Dans ce contexte, il y a eu un processus généralisé de suppression et de destruction de l’iconographie coloniale et son remplacement par de nouveaux éléments de représentation et de revendication nationale. Ainsi, au fil des indépendances, les statues ont été enlevées, les rues, les villes et même les pays ont été rebaptisés. Cependant, malgré leur association avec des souvenirs douloureux du régime précédent, certaines infrastructures et certains objets coloniaux étaient trop précieux pour être démantelés. Ils ont ainsi été réappropriés pour les besoins du nouvel ordre politique (Marschall 2008 : 351).
La reconnaissance de cet héritage (post-)colonial suscite un intérêt croissant aujourd’hui, plus de 75 ans après le début du processus de décolonisation généralisée en Afrique. Cependant, bien que la question commence à être abordée consciemment par différents États, les initiatives vont rarement au-delà de la sphère des intentions (Sinou 2005 : 17). Cela s’explique en grande partie par le fait qu’il est encore difficile aujourd’hui de reconnaître et d’exalter ces objets et bâtiments qui ont longtemps représenté l’exploitation et l’oppression d’une puissance “étrangère” sur un autre territoire. L’histoire des colons et les traces matérielles de leur présence et de leur culture ne sont pas encore acceptées pacifiquement comme un patrimoine endogène à conserver et à préserver. Plus précisément, pour certains citoyens postcoloniaux, la sauvegarde de ce patrimoine constitue une forme de réhabilitation du colonialisme (Sinou 2005 : 14-15) ; un rappel brutal “de l’ancien ordre mondial fondé sur la supériorité et la stratification humaine” (Ben-Hamouche 2020 : 58). C’est pourquoi leur conservation est considérée comme inutile, car ils symbolisent une réalité que l’on veut laisser derrière soi (Carrilho 2010).

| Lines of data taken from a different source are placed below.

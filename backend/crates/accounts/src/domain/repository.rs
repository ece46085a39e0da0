//! Repository Traits
//!
//! Interfaces for data persistence. Implementation is in infrastructure layer.

use crate::domain::entity::User;
use crate::domain::value_object::{Email, UserId, UserName, UserPassword};
use crate::error::AccountResult;

/// User repository trait
///
/// Covers the user store and the session anchor (the per-user
/// `current_refresh_token` column).
#[trait_variant::make(UserRepository: Send)]
pub trait LocalUserRepository {
    /// Create a new user
    async fn create(&self, user: &User) -> AccountResult<()>;

    /// Find user by ID
    async fn find_by_id(&self, user_id: &UserId) -> AccountResult<Option<User>>;

    /// Find user by email
    async fn find_by_email(&self, email: &Email) -> AccountResult<Option<User>>;

    /// Find user by user name (canonical, case-insensitive)
    async fn find_by_user_name(&self, user_name: &UserName) -> AccountResult<Option<User>>;

    /// Check if email is registered
    async fn exists_by_email(&self, email: &Email) -> AccountResult<bool>;

    /// Check if user name exists
    async fn exists_by_user_name(&self, user_name: &UserName) -> AccountResult<bool>;

    /// Replace the stored password hash
    async fn update_password_hash(
        &self,
        user_id: &UserId,
        hash: &UserPassword,
    ) -> AccountResult<()>;

    // ========================================================================
    // Session anchor
    // ========================================================================

    /// Read the currently-valid refresh token, if any
    async fn refresh_token(&self, user_id: &UserId) -> AccountResult<Option<String>>;

    /// Unconditionally overwrite the stored refresh token (login/logout)
    async fn set_refresh_token(
        &self,
        user_id: &UserId,
        token: Option<&str>,
    ) -> AccountResult<()>;

    /// Atomically replace the stored refresh token only if it still equals
    /// `expected`. Returns false when the stored value differs (the token
    /// was already rotated out, cleared by logout, or the user is gone).
    ///
    /// Rotation must go through this compare-and-swap: of two concurrent
    /// refreshes presenting the same token, exactly one may win.
    async fn swap_refresh_token(
        &self,
        user_id: &UserId,
        expected: &str,
        replacement: &str,
    ) -> AccountResult<bool>;
}
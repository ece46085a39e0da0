//! Domain Layer
//!
//! Entities, value objects, and repository traits.

pub mod entity;
pub mod repository;
pub mod value_object;
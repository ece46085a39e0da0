//! API DTOs (Data Transfer Objects)

use chrono::{DateTime, Utc};
use serde::{Deserialize, Serialize};

use crate::domain::entity::User;

// ============================================================================
// User
// ============================================================================

/// Public view of a user. Never carries the password hash or the stored
/// refresh token.
#[derive(Debug, Clone, Serialize)]
#[serde(rename_all = "camelCase")]
pub struct UserResponse {
    pub user_id: String,
    #[serde(rename = "username")]
    pub user_name: String,
    pub email: String,
    pub full_name: String,
    pub created_at: DateTime<Utc>,
    pub updated_at: DateTime<Utc>,
}

impl From<&User> for UserResponse {
    fn from(user: &User) -> Self {
        Self {
            user_id: user.user_id.to_string(),
            user_name: user.user_name.original().to_string(),
            email: user.email.as_str().to_string(),
            full_name: user.full_name.clone(),
            created_at: user.created_at,
            updated_at: user.updated_at,
        }
    }
}

// ============================================================================
// Register
// ============================================================================

/// Register request
#[derive(Debug, Clone, Deserialize)]
#[serde(rename_all = "camelCase")]
pub struct RegisterRequest {
    #[serde(default, rename = "username")]
    pub user_name: String,
    #[serde(default)]
    pub email: String,
    #[serde(default)]
    pub full_name: String,
    #[serde(default)]
    pub password: String,
}

// ============================================================================
// Login
// ============================================================================

/// Login request
///
/// Accepts the identifier as `identifier`, `username`, or `email`; the
/// first non-empty one wins.
#[derive(Debug, Clone, Deserialize)]
#[serde(rename_all = "camelCase")]
pub struct LoginRequest {
    pub identifier: Option<String>,
    #[serde(rename = "username")]
    pub user_name: Option<String>,
    pub email: Option<String>,
    #[serde(default)]
    pub password: String,
}

impl LoginRequest {
    /// Resolve the login identifier from the accepted field aliases
    pub fn identifier(&self) -> String {
        [&self.identifier, &self.user_name, &self.email]
            .into_iter()
            .flatten()
            .find(|s| !s.trim().is_empty())
            .cloned()
            .unwrap_or_default()
    }
}

/// Login response
///
/// Tokens are returned in the body as well as in cookies, for clients
/// that cannot store cookies.
#[derive(Debug, Clone, Serialize)]
#[serde(rename_all = "camelCase")]
pub struct LoginResponse {
    pub user: UserResponse,
    pub access_token: String,
    pub refresh_token: String,
}

// ============================================================================
// Refresh
// ============================================================================

/// Refresh request body; the token may come from the cookie instead
#[derive(Debug, Clone, Default, Deserialize)]
#[serde(rename_all = "camelCase")]
pub struct RefreshRequest {
    pub refresh_token: Option<String>,
}

/// Refresh response
#[derive(Debug, Clone, Serialize)]
#[serde(rename_all = "camelCase")]
pub struct RefreshResponse {
    pub access_token: String,
    pub refresh_token: String,
}

// ============================================================================
// Change Password
// ============================================================================

/// Change password request
#[derive(Debug, Clone, Deserialize)]
#[serde(rename_all = "camelCase")]
pub struct ChangePasswordRequest {
    #[serde(default)]
    pub old_password: String,
    #[serde(default)]
    pub new_password: String,
}

// ============================================================================
// Generic
// ============================================================================

/// Simple message response
#[derive(Debug, Clone, Serialize)]
#[serde(rename_all = "camelCase")]
pub struct MessageResponse {
    pub message: String,
}

impl MessageResponse {
    pub fn new(message: impl Into<String>) -> Self {
        Self {
            message: message.into(),
        }
    }
}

A cette perception s’ajoute celle de l’externalité de cet héritage, souvent perçu comme celui des “autres”. Une croyance inculquée par la propagande coloniale elle-même, qui a tellement insisté pour faire comprendre aux communautés locales que ce qu’elles avaient construit là ne leur appartenait pas qu’aujourd’hui, les populations continuent de croire que ces objets appartiennent à d’autres personnes qu’elles ne connaissent pas (Pwiti et Ndoro 1999 : 153).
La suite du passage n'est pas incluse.